5-го июля, утром, уже начиная с маленьких станций, не доходя до Таммерфорса, мы начали узнавать самые разнообразные сведения о восстании большевиков в Петрограде. В Выборге на вокзале я встретил моего земляка Болотова, настроенного очень панически и отговаривавшего меня ехать дальше. Действительно, многие наши спутники вылезли из поезда, не доезжая до Белоострова. Я, тем не менее, решил ехать дальше, покуда было возможно, и оказался прав, ибо хотя и с опозданием около 3-х часов, но к часу ночи мы были в Петрограде. По дороге, уже в Белоострове, мы узнали, что восстание не удалось, но что Выборгская сторона в руках восставших. Это и подтвердилось на Финляндском вокзале, где нам сообщили, что мосты чрез Неву разведены и что переправиться чрез нее можно только на ялике. Извозчиков не было, и пришлось, забрав свой багаж, идти к реке. Здесь оказалось, однако, что у всех перевозов стоят толпы ожидающих своей очереди, преимущественно солдат. По дороге мне встречались несколько раз патрули и группы вооруженных местных рабочих.

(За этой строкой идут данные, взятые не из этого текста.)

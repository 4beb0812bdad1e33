//! Canonical request construction for AWS Signature Version 4.
//!
//! The canonical request is the exact byte sequence that gets hashed before
//! signing:
//!
//! ```text
//! HTTPRequestMethod\n
//! CanonicalURI\n
//! CanonicalQueryString\n
//! CanonicalHeaders\n\n
//! SignedHeaders\n
//! HashedPayload
//! ```
//!
//! The same encoding helpers are used to build the request URL, so the path
//! and query the server receives are byte-for-byte what was signed.

use std::collections::BTreeMap;

use percent_encoding::{AsciiSet, NON_ALPHANUMERIC, percent_decode_str, utf8_percent_encode};

/// Characters left unencoded in URI path segments and query values.
///
/// Everything except the RFC 3986 unreserved characters
/// (A-Z, a-z, 0-9, `-`, `_`, `.`, `~`) is percent-encoded.
const URI_ENCODE_SET: &AsciiSet = &NON_ALPHANUMERIC
    .remove(b'-')
    .remove(b'_')
    .remove(b'.')
    .remove(b'~');

/// Build the full canonical request string from its components.
///
/// # Examples
///
/// ```
/// use mpupload_auth::canonical::build_canonical_request;
///
/// let canonical = build_canonical_request(
///     "PUT",
///     "/bucket/part.bin",
///     "uploadId=abc&partNumber=1",
///     &[("host", "s3.example.com")],
///     &["host"],
///     "e3b0c44298fc1c149afbf4c8996fb92427ae41e4649b934ca495991b7852b855",
/// );
/// assert!(canonical.starts_with("PUT\n/bucket/part.bin\npartNumber=1&uploadId=abc\n"));
/// ```
#[must_use]
pub fn build_canonical_request(
    method: &str,
    uri: &str,
    query_string: &str,
    headers: &[(&str, &str)],
    signed_headers: &[&str],
    payload_hash: &str,
) -> String {
    let canonical_uri = build_canonical_uri(uri);
    let canonical_query = build_canonical_query_string(query_string);
    let canonical_headers = build_canonical_headers(headers, signed_headers);
    let signed_headers_str = build_signed_headers_string(signed_headers);

    format!(
        "{method}\n{canonical_uri}\n{canonical_query}\n{canonical_headers}\n\n{signed_headers_str}\n{payload_hash}"
    )
}

/// Build the canonical URI by encoding each path segment individually.
///
/// Slashes are preserved and an empty path becomes `/`. Segments are decoded
/// before encoding, so an already-encoded path is not double-encoded.
///
/// # Examples
///
/// ```
/// use mpupload_auth::canonical::build_canonical_uri;
///
/// assert_eq!(build_canonical_uri("/bucket/my file.wav"), "/bucket/my%20file.wav");
/// assert_eq!(build_canonical_uri(""), "/");
/// ```
#[must_use]
pub fn build_canonical_uri(path: &str) -> String {
    if path.is_empty() || path == "/" {
        return "/".to_owned();
    }

    path.split('/')
        .map(|segment| {
            let decoded = percent_decode_str(segment).decode_utf8_lossy();
            uri_encode(&decoded)
        })
        .collect::<Vec<_>>()
        .join("/")
}

/// Build the canonical query string by sorting parameters.
///
/// Parameters are sorted by name, then by value. Values are taken as they will
/// appear on the wire; callers encode them with [`encode_query_value`] first.
/// A parameter without `=` (for example `uploads`) is canonicalized as
/// `uploads=`.
///
/// # Examples
///
/// ```
/// use mpupload_auth::canonical::build_canonical_query_string;
///
/// assert_eq!(build_canonical_query_string("uploads"), "uploads=");
/// assert_eq!(
///     build_canonical_query_string("uploadId=xyz&partNumber=7"),
///     "partNumber=7&uploadId=xyz"
/// );
/// ```
#[must_use]
pub fn build_canonical_query_string(query: &str) -> String {
    if query.is_empty() {
        return String::new();
    }

    let mut params: Vec<(&str, &str)> = query
        .split('&')
        .filter(|s| !s.is_empty())
        .map(|param| param.split_once('=').unwrap_or((param, "")))
        .collect();

    params.sort_unstable();

    params
        .iter()
        .map(|(k, v)| format!("{k}={v}"))
        .collect::<Vec<_>>()
        .join("&")
}

/// Build the canonical headers block for the signed headers.
///
/// Names are lowercased, values trimmed with inner whitespace runs collapsed,
/// and the result is sorted by name. Repeated headers are joined with commas.
/// The block has no trailing newline.
#[must_use]
pub fn build_canonical_headers(headers: &[(&str, &str)], signed_headers: &[&str]) -> String {
    let mut header_map: BTreeMap<String, String> = BTreeMap::new();
    for (name, value) in headers {
        let trimmed_value = collapse_whitespace(value.trim());
        header_map
            .entry(name.to_lowercase())
            .and_modify(|existing| {
                existing.push(',');
                existing.push_str(&trimmed_value);
            })
            .or_insert(trimmed_value);
    }

    let mut sorted_signed: Vec<&str> = signed_headers.to_vec();
    sorted_signed.sort_unstable();

    sorted_signed
        .iter()
        .filter_map(|name| header_map.get(*name).map(|value| format!("{name}:{value}")))
        .collect::<Vec<_>>()
        .join("\n")
}

/// Build the semicolon-separated, sorted list of signed header names.
///
/// # Examples
///
/// ```
/// use mpupload_auth::canonical::build_signed_headers_string;
///
/// assert_eq!(
///     build_signed_headers_string(&["x-amz-date", "host", "x-amz-content-sha256"]),
///     "host;x-amz-content-sha256;x-amz-date"
/// );
/// ```
#[must_use]
pub fn build_signed_headers_string(signed_headers: &[&str]) -> String {
    let mut sorted: Vec<&str> = signed_headers.to_vec();
    sorted.sort_unstable();
    sorted.join(";")
}

/// Encode an object path (`bucket/key/...`) for use in a request URL.
///
/// The result always starts with `/` and is already in canonical form.
///
/// # Examples
///
/// ```
/// use mpupload_auth::canonical::encode_object_path;
///
/// assert_eq!(
///     encode_object_path("7z79eg0uur", "uploads/run 1/a+b.wav"),
///     "/7z79eg0uur/uploads/run%201/a%2Bb.wav"
/// );
/// ```
#[must_use]
pub fn encode_object_path(bucket: &str, key: &str) -> String {
    let mut path = String::with_capacity(bucket.len() + key.len() + 2);
    path.push('/');
    path.push_str(&uri_encode(bucket));
    for segment in key.trim_start_matches('/').split('/') {
        path.push('/');
        path.push_str(&uri_encode(segment));
    }
    path
}

/// Encode a single query parameter value.
#[must_use]
pub fn encode_query_value(value: &str) -> String {
    uri_encode(value)
}

fn uri_encode(input: &str) -> String {
    utf8_percent_encode(input, URI_ENCODE_SET).to_string()
}

fn collapse_whitespace(s: &str) -> String {
    let mut result = String::with_capacity(s.len());
    let mut prev_was_space = false;
    for ch in s.chars() {
        if ch.is_whitespace() {
            if !prev_was_space {
                result.push(' ');
                prev_was_space = true;
            }
        } else {
            result.push(ch);
            prev_was_space = false;
        }
    }
    result
}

Из разговоров с ними оказалось, что они готовятся к бою на следующий день с войсками, и были в тот момент настроены очень воинственно. В действительности, как потом оказалось, никакого боя в этот день не было.

Очередь до меня дошла на перевозе только к 4 часам утра, когда мне и удалось добраться до своей квартиры. На следующий день я перебрался к своим родителям на Кирочную. С утра я был в Красном Кресте и в Центральном комитете о военнопленных, из окон которого все смотрели на Петропавловскую крепость, занятую еще большевиками и окруженную войсками, которым большевики были принуждены сдаться без всяких условий.

Вечером я был у Снежковых, которые еще были под впечатлением того, как 3-го июля, идя по Литейному, они попали навстречу большевистской манифестации и должны были спрятаться на лесенке в подвальный магазин, когда началась стрельба. На следующий день я видел около Николаевского вокзала полк, приведенный с фронта для подавления восстания. Вид у него был довольно не боевой. И днем, и ночью несколько раз в различных частях города поднималась стрельба: говорили, что это анархисты стреляют по войскам.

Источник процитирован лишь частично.